Cuando mis hijos estaban chicos solíamos viajar con cierta frecuencia al interior. Los viajes eran largos, tediosos e incómodos y los viajeros se impacientaban rápido. Recuerden que no fue hasta hace poco que la carretera interamericana tuvo doble vía en ambas direcciones. En aquellos días si te tocaba un camión, o un lento por delante tenías que añadirle muchos minutos al viaje porque había pocos lugares donde rebasar y casi siempre allí se apostaban los policías de tránsito para buscar la forma de ponerte una boleta, aunque no hubieras infringido ley alguna. Eso todavía lo hacen, pero de eso hablamos otro día.
Tratábamos siempre de inventarnos juegos en el camino para que no se desesperaran, que si localizar “ponchos” aka autos Volkswagen Beetle o palos de mango o letreros de algún producto de moda o lo que fuera. En los tiempos en que viajábamos con mi mamá nos pagaba diez centavos si adivinábamos qué pueblo venía después del que acabábamos de dejar. O sea, clase de geografía intercalada.
El caso es que por más creativos que nos pusiéramos y por más paradas “técnicas” que hiciéramos para desaguar o contentar el estómago siempre llegaba la hora de los “¿cuándo vamos a llegar?”. Y créanme que eso no duraba una hora, duraba varias porque cuando uno de los chiquillos terminaba con su cantaleta, empezaba otro. Como nosotros íbamos igualmente desesperados ante la insistente pregunta la respuesta se limitaba a un “cuando lleguemos”.
Bueno, este cuento ha salido a relucir porque en media pandemia mi esposo finalmente decidió hacer realidad un sueño que lleva treinta años acariciando y este es reemplazar su ranchito de quincha por una casa en regla para su finca. El pensó que como en pandemia había muchos constructores con proyectos detenidos le sería fácil completar su plan. Desafortunadamente, el planeta tierra enterito estaba detenido y se le hizo harto complicado conseguir los materiales que se requerían.
Y, bueno, fue pasando el tiempo y fueron surgiendo inconvenientes por aquí y por allá.

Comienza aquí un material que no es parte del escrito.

//! Elemental types.

use strum::{Display, EnumCount, EnumIter, EnumString, IntoStaticStr};

/// Elemental type of a character, a die, or a damage instance.
///
/// The seven playable elements are capitalised on the wire. `omni`,
/// `physical` and `infused` are bookkeeping pseudo-elements: omni dice
/// match any element, physical damage carries no element, and infused
/// damage takes the element of the attacker's current infusion.
#[derive(
    Clone,
    Copy,
    Debug,
    PartialEq,
    Eq,
    Hash,
    Display,
    EnumString,
    IntoStaticStr,
    EnumIter,
    EnumCount,
)]
pub enum Element {
    Anemo,
    Cryo,
    Dendro,
    Electro,
    Geo,
    Hydro,
    Pyro,

    #[strum(serialize = "omni")]
    Omni,
    #[strum(serialize = "physical")]
    Physical,

    #[strum(serialize = "infused")]
    Infused,
}

wire_enum!(Element, "element");

impl Element {
    /// Elements a character can actually have.
    pub const PLAYABLE: [Element; 7] = [
        Element::Anemo,
        Element::Cryo,
        Element::Dendro,
        Element::Electro,
        Element::Geo,
        Element::Hydro,
        Element::Pyro,
    ];

    /// Whether this is one of the seven playable elements.
    #[must_use]
    pub const fn is_playable(self) -> bool {
        !matches!(self, Element::Omni | Element::Physical | Element::Infused)
    }
}

#[cfg(test)]
mod tests {
    use super::*;
    use crate::vocab::WireEnum;

    #[test]
    fn test_wire_spelling() {
        assert_eq!(Element::Pyro.encode(), "Pyro");
        assert_eq!(Element::Omni.encode(), "omni");
        assert_eq!(Element::decode("Hydro"), Ok(Element::Hydro));
        assert!(Element::decode("pyro").is_err());
    }

    #[test]
    fn test_playable() {
        assert!(Element::PLAYABLE.iter().all(|e| e.is_playable()));
        assert!(!Element::Physical.is_playable());
        assert!(!Element::Infused.is_playable());
        assert_eq!(Element::COUNT, 10);
    }
}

Además, el hombre es detallista y no acepta ni un interruptor de luz ni un enchufe que esté torcido (que suelen ser muchos porque parece que los instaladores se han peleado de por vida con el nivel) y yo soy igual de maniática con las chapas torcidas, así es que en esta casa no hay quien cierre la puerta. Desde hace meses todo el mundo pregunta cuándo terminan la casa. La dichosa casa. Al principio contestábamos… no sé… dentro de un mes, dentro de quince días, la otra semana.
Pero llegó el momento de la verdad y hubo que cambiar la respuesta por aquella que es prima hermana de “cuando lleguemos” una rápida y fácil “cuando terminemos”. Y qué les puedo decir, llevamos ya un ratito en “cuando terminemos”, pero se me ocurre que uno de estos días sin que nos demos cuenta la casa amanecerá terminada. Aunque eso significa que “hay” que empezar a desempolvar los checheritos que hemos ido acumulando por años “para la finca”. Y se me olvida que “hay” soy yo y que hay días en que no recuerdo ni que pantalón llevo puesto, imagínense si me acordaré dónde tengo aquel garrafón de leche bañado en cobre, o algo así, que iba a poner en la entrada para meter los paraguas. Ya veremos.